The lesson: Before judging .......... ask. Before judging .............. offer help.

PS. Dr. Fitzgerald as mentioned above is the president Mom to Mom. Find it online www.m2mcharity.ca and offer your time, a donation or just get informed.



Wednesday 3 September 2014

Extraordinary

September has always seemed the month for renewal, contrary to January where things just go on, September is always filled with promise. A new year full of new stuff. After the lull of summer, new school year, new patients, new grants, new research, new boots ;) Add to that the new, almost age of 49 and the need for renewal grows. You see, I am slowly approaching the NOW WHAT? age.

In case you don't know what the NOW WHAT? age is, it is that time in life when you ask yourself just that - NOW WHAT? I have teenage kids who are almost completely independent. I am fairly proficient at my job. I am doing research that I love. I am in fairly decent fit shape. I am happy, NOW WHAT?

So, I've been thinking maybe it is time to do something extraordinary. Maybe it is time to join Doctors without borders (I have been wanting to do this for years!) and go fight Ebola. Maybe it is time to renew the Harvard contacts and take the job. Maybe it is time to climb Mount Everest. Maybe it is time to go on some exhaustive self reflective walk on El Camino de Santiago in Spain. Maybe I need to do the Totem to Totem Haida Gwaii Marathon. Maybe, maybe, maybe.

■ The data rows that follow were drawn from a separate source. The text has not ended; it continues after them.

//! Survey create/update/delete cascades.
//!
//! Updates replace a survey's pages and options wholesale: delete every
//! option of the survey's pages, delete the pages, insert the new pages in
//! order with their options, then update the survey row. Steps run one at a
//! time; the first failure aborts the rest and nothing already written is
//! rolled back.

use tempo_core::editor::SurveyLocal;
use tempo_core::error::CoreError;
use tempo_core::filter::{filter_surveys, FilterState};
use tempo_core::survey::{PageInput, Survey, SurveyInput};
use tempo_core::types::DbId;

use crate::models::survey::{options_for_page, CreateSurvey, CreateSurveyPage, UpdateSurvey};
use crate::store::{StoreError, SurveyStore};

/// Failure of a repository operation.
#[derive(Debug, thiserror::Error)]
pub enum SurveyError {
    #[error(transparent)]
    Core(#[from] CoreError),

    /// The named store step failed; later steps did not run.
    #[error("{operation} failed: {source}")]
    Store {
        operation: &'static str,
        #[source]
        source: StoreError,
    },
}

impl SurveyError {
    pub fn is_not_found(&self) -> bool {
        matches!(self, SurveyError::Core(CoreError::NotFound { .. }))
    }
}

/// Tag a store error with the step that produced it.
fn step(operation: &'static str) -> impl FnOnce(StoreError) -> SurveyError {
    move |source| SurveyError::Store { operation, source }
}

fn not_found(id: DbId) -> SurveyError {
    SurveyError::Core(CoreError::NotFound {
        entity: "Survey",
        id,
    })
}

/// Provides the survey operations over any [`SurveyStore`].
pub struct SurveyRepo;

impl SurveyRepo {
    /// Create when `existing_id` is `None`, otherwise replace that survey.
    pub async fn save(
        store: &dyn SurveyStore,
        input: &SurveyInput,
        existing_id: Option<DbId>,
        user_id: &str,
    ) -> Result<Survey, SurveyError> {
        match existing_id {
            Some(id) => Self::update(store, id, input).await,
            None => Self::create(store, input, user_id).await,
        }
    }

    /// Insert a survey owned by `user_id`, then its pages and options.
    pub async fn create(
        store: &dyn SurveyStore,
        input: &SurveyInput,
        user_id: &str,
    ) -> Result<Survey, SurveyError> {
        let row = store
            .insert_survey(&CreateSurvey {
                title: input.title.clone(),
                description: input.description.clone(),
                user_id: user_id.to_string(),
            })
            .await
            .map_err(step("insert_survey"))?;

        Self::insert_pages(store, row.id, &input.pages).await?;

        tracing::debug!(
            survey_id = row.id,
            page_count = input.pages.len(),
            "Survey inserted"
        );
        Self::find_by_id(store, row.id).await
    }

    /// Replace the pages and options of survey `id` and update its title
    /// and description.
    pub async fn update(
        store: &dyn SurveyStore,
        id: DbId,
        input: &SurveyInput,
    ) -> Result<Survey, SurveyError> {
        if !store
            .survey_exists(id)
            .await
            .map_err(step("survey_exists"))?
        {
            return Err(not_found(id));
        }

        Self::delete_children(store, id).await?;
        Self::insert_pages(store, id, &input.pages).await?;

        store
            .update_survey(
                id,
                &UpdateSurvey {
                    title: input.title.clone(),
                    description: input.description.clone(),
                },
            )
            .await
            .map_err(step("update_survey"))?
            .ok_or_else(|| not_found(id))?;

        tracing::debug!(
            survey_id = id,
            page_count = input.pages.len(),
            "Survey pages replaced"
        );
        Self::find_by_id(store, id).await
    }

    /// Fetch a survey with its pages and options.
    pub async fn find_by_id(store: &dyn SurveyStore, id: DbId) -> Result<Survey, SurveyError> {
        let record = store
            .find_survey(id)
            .await
            .map_err(step("find_survey"))?
            .ok_or_else(|| not_found(id))?;
        record.into_survey().map_err(step("find_survey"))
    }

    /// The user's surveys, newest first, narrowed by `filters`.
    pub async fn list_for_user(
        store: &dyn SurveyStore,
        user_id: &str,
        filters: &FilterState,
    ) -> Result<Vec<Survey>, SurveyError> {
        let surveys = store
            .list_surveys_by_user(user_id)
            .await
            .map_err(step("list_surveys"))?
            .into_iter()
            .map(|record| record.into_survey())
            .collect::<Result<Vec<_>, _>>()
            .map_err(step("list_surveys"))?;

        Ok(filter_surveys(surveys, filters))
    }

    /// Fetch a survey as an editable draft.
    pub async fn load_editable(store: &dyn SurveyStore, id: DbId) -> Result<SurveyLocal, SurveyError> {
        let survey = Self::find_by_id(store, id).await?;
        Ok(SurveyLocal::from_survey(&survey))
    }

    /// Delete options, pages, then the survey itself.
    pub async fn delete(store: &dyn SurveyStore, id: DbId) -> Result<(), SurveyError> {
        Self::delete_children(store, id).await?;

        let removed = store
            .delete_survey(id)
            .await
            .map_err(step("delete_survey"))?;
        if removed == 0 {
            return Err(not_found(id));
        }

        tracing::debug!(survey_id = id, "Survey deleted");
        Ok(())
    }

    async fn insert_pages(
        store: &dyn SurveyStore,
        survey_id: DbId,
        pages: &[PageInput],
    ) -> Result<(), SurveyError> {
        for page in pages {
            let row = store
                .insert_page(&CreateSurveyPage::from_input(survey_id, page))
                .await
                .map_err(step("insert_page"))?;

            let options = options_for_page(row.id, page);
            if !options.is_empty() {
                store
                    .insert_options(&options)
                    .await
                    .map_err(step("insert_options"))?;
            }
        }
        Ok(())
    }

    async fn delete_children(store: &dyn SurveyStore, survey_id: DbId) -> Result<(), SurveyError> {
        let page_ids = store
            .list_page_ids(survey_id)
            .await
            .map_err(step("list_page_ids"))?;

        if !page_ids.is_empty() {
            store
                .delete_options_for_pages(&page_ids)
                .await
                .map_err(step("delete_options"))?;
        }

        store
            .delete_pages(survey_id)
            .await
            .map_err(step("delete_pages"))?;
        Ok(())
    }
}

And then this morning as if on cue to my do-something-extraordinary-quest, one of my three calming apps (yes, in my own weird overachiever way I have downloaded not one but THREE calming apps on my iPhone: Calm, Be Calm and Simply Being) wakes me up with my daily reminder to be mindful: "Today, take the time to notice the ordinary things in life that make you happy".

So, I started noticing, first the ordinary fact that made me happy was that I managed to unload the one-more-day-and-it-will-be-too-late-to-eat-bananas in the kid's lunches. But then it got better, it made me happy to see that there was still some of the two gallon OJ I bought two days ago in the fridge, ordinary. Then it made me happy to see that the rain has stopped and we had sun, ordinary (but not as much as the fruit related ordinary events, we agree?). On and on it went, happy after happy ordinary stuff.

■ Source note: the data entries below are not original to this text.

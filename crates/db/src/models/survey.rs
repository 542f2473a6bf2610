//! Survey, page, and option rows.
//!
//! Pages store every type-specific column side by side; only the columns of
//! the row's `type` are populated. [`SurveyRecord::into_survey`] lifts the
//! flat rows back into the tagged [`PageContent`] model.

use std::collections::HashMap;

use serde::Serialize;
use sqlx::FromRow;
use tempo_core::survey::{Page, PageContent, PageInput, PageType, RatingType, Survey};
use tempo_core::types::{DbId, Timestamp};

use crate::store::StoreError;

// ---------------------------------------------------------------------------
// Rows
// ---------------------------------------------------------------------------

/// A row from the `surveys` table.
#[derive(Debug, Clone, FromRow, Serialize)]
pub struct SurveyRow {
    pub id: DbId,
    pub title: String,
    pub description: String,
    pub user_id: String,
    pub created_at: Timestamp,
}

/// A row from the `survey_pages` table.
#[derive(Debug, Clone, FromRow, Serialize)]
pub struct SurveyPageRow {
    pub id: DbId,
    pub survey_id: DbId,
    pub title: String,
    pub description: String,
    #[sqlx(rename = "type")]
    pub page_type: String,
    pub placeholder: Option<String>,
    pub redirect_url: Option<String>,
    pub link_text: Option<String>,
    pub rating_type: Option<String>,
    pub low_label: Option<String>,
    pub high_label: Option<String>,
    pub rating_scale: Option<i32>,
    pub allow_multiple: bool,
}

/// A row from the `survey_options` table.
#[derive(Debug, Clone, FromRow, Serialize)]
pub struct SurveyOptionRow {
    pub id: DbId,
    pub page_id: DbId,
    pub option_text: String,
}

// ---------------------------------------------------------------------------
// DTOs
// ---------------------------------------------------------------------------

/// DTO for creating a new survey row.
#[derive(Debug, Clone)]
pub struct CreateSurvey {
    pub title: String,
    pub description: String,
    pub user_id: String,
}

/// DTO for updating a survey's own scalar fields.
#[derive(Debug, Clone)]
pub struct UpdateSurvey {
    pub title: String,
    pub description: String,
}

/// DTO for inserting a page row.
#[derive(Debug, Clone, PartialEq)]
pub struct CreateSurveyPage {
    pub survey_id: DbId,
    pub title: String,
    pub description: String,
    pub page_type: PageType,
    pub placeholder: Option<String>,
    pub redirect_url: Option<String>,
    pub link_text: Option<String>,
    pub rating_type: Option<RatingType>,
    pub low_label: Option<String>,
    pub high_label: Option<String>,
    pub rating_scale: Option<i32>,
    pub allow_multiple: bool,
}

impl CreateSurveyPage {
    /// Flatten a page input into columns. Options are inserted separately.
    pub fn from_input(survey_id: DbId, page: &PageInput) -> Self {
        let mut row = Self {
            survey_id,
            title: page.title.clone(),
            description: page.description.clone(),
            page_type: page.page_type(),
            placeholder: None,
            redirect_url: None,
            link_text: None,
            rating_type: None,
            low_label: None,
            high_label: None,
            rating_scale: None,
            allow_multiple: false,
        };

        match &page.content {
            PageContent::Text { placeholder } => {
                row.placeholder = placeholder.clone();
            }
            PageContent::Link {
                redirect_url,
                link_text,
            } => {
                row.redirect_url = redirect_url.clone();
                row.link_text = link_text.clone();
            }
            PageContent::Rating {
                rating_type,
                low_label,
                high_label,
                rating_scale,
            } => {
                row.rating_type = *rating_type;
                row.low_label = low_label.clone();
                row.high_label = high_label.clone();
                row.rating_scale = *rating_scale;
            }
            PageContent::Mcq { allow_multiple, .. } => {
                row.allow_multiple = *allow_multiple;
            }
        }
        row
    }
}

/// DTO for inserting one option row.
#[derive(Debug, Clone, PartialEq)]
pub struct CreateSurveyOption {
    pub page_id: DbId,
    pub option_text: String,
}

// ---------------------------------------------------------------------------
// Nested records
// ---------------------------------------------------------------------------

/// A page row with its option rows in insertion order.
#[derive(Debug, Clone)]
pub struct PageRecord {
    pub page: SurveyPageRow,
    pub options: Vec<SurveyOptionRow>,
}

/// A survey row with its pages in step order.
#[derive(Debug, Clone)]
pub struct SurveyRecord {
    pub survey: SurveyRow,
    pub pages: Vec<PageRecord>,
}

impl SurveyRecord {
    /// Group page and option rows under their surveys.
    ///
    /// Surveys keep the given order; pages and options keep the order in
    /// which they are passed (callers pass them sorted by id). Rows whose
    /// parent is not in the input are dropped.
    pub fn assemble(
        surveys: Vec<SurveyRow>,
        pages: Vec<SurveyPageRow>,
        options: Vec<SurveyOptionRow>,
    ) -> Vec<SurveyRecord> {
        let mut options_by_page: HashMap<DbId, Vec<SurveyOptionRow>> = HashMap::new();
        for option in options {
            options_by_page.entry(option.page_id).or_default().push(option);
        }

        let mut pages_by_survey: HashMap<DbId, Vec<PageRecord>> = HashMap::new();
        for page in pages {
            let options = options_by_page.remove(&page.id).unwrap_or_default();
            pages_by_survey
                .entry(page.survey_id)
                .or_default()
                .push(PageRecord { page, options });
        }

        surveys
            .into_iter()
            .map(|survey| SurveyRecord {
                pages: pages_by_survey.remove(&survey.id).unwrap_or_default(),
                survey,
            })
            .collect()
    }

    /// Convert to the domain model. Fails only on a malformed stored `type`
    /// or `rating_type`.
    pub fn into_survey(self) -> Result<Survey, StoreError> {
        let pages = self
            .pages
            .into_iter()
            .map(PageRecord::into_page)
            .collect::<Result<Vec<_>, _>>()?;

        Ok(Survey {
            id: self.survey.id,
            title: self.survey.title,
            description: self.survey.description,
            user_id: self.survey.user_id,
            created_at: self.survey.created_at,
            pages,
        })
    }
}

impl PageRecord {
    /// Lift the flat row into its tagged content. Columns that belong to
    /// other page types are ignored.
    pub fn into_page(self) -> Result<Page, StoreError> {
        let row = self.page;
        let page_type: PageType = row.page_type.parse().map_err(|_| {
            StoreError::Decode(format!(
                "survey_pages.type '{}' on page {}",
                row.page_type, row.id
            ))
        })?;

        let content = match page_type {
            PageType::Text => PageContent::Text {
                placeholder: row.placeholder,
            },
            PageType::Link => PageContent::Link {
                redirect_url: row.redirect_url,
                link_text: row.link_text,
            },
            PageType::Rating => {
                let rating_type = row
                    .rating_type
                    .as_deref()
                    .map(str::parse::<RatingType>)
                    .transpose()
                    .map_err(|_| {
                        StoreError::Decode(format!(
                            "survey_pages.rating_type '{}' on page {}",
                            row.rating_type.as_deref().unwrap_or_default(),
                            row.id
                        ))
                    })?;
                PageContent::Rating {
                    rating_type,
                    low_label: row.low_label,
                    high_label: row.high_label,
                    rating_scale: row.rating_scale,
                }
            }
            PageType::Mcq => PageContent::Mcq {
                options: self.options.into_iter().map(|o| o.option_text).collect(),
                allow_multiple: row.allow_multiple,
            },
        };

        Ok(Page {
            id: row.id,
            survey_id: row.survey_id,
            title: row.title,
            description: row.description,
            content,
        })
    }
}

/// Option rows for an mcq page input; empty for every other type.
pub fn options_for_page(page_id: DbId, page: &PageInput) -> Vec<CreateSurveyOption> {
    page.content
        .options()
        .iter()
        .map(|text| CreateSurveyOption {
            page_id,
            option_text: text.clone(),
        })
        .collect()
}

Then it was the ordinary happy time to drop the teenagers off at school, their first day of school. Sebastian, a by now veteran in Grade 11 and Benjamin a new Grade 8. Both of them in their gray pants, white collared button down shirt, blue tie and blue blazer (a la Dead Poets Society as my friend would say).

I drive, happy in the sun, happy with the ordinary fact that there was no traffic. At the corner I stop and let them out and as I watch them walk away it hits me - THERE IT IS!! MY EXTRAORDINARY feat already done, two boys walking away side by side, talking and laughing, confident, kind, lovely - EXTRAORDINARY!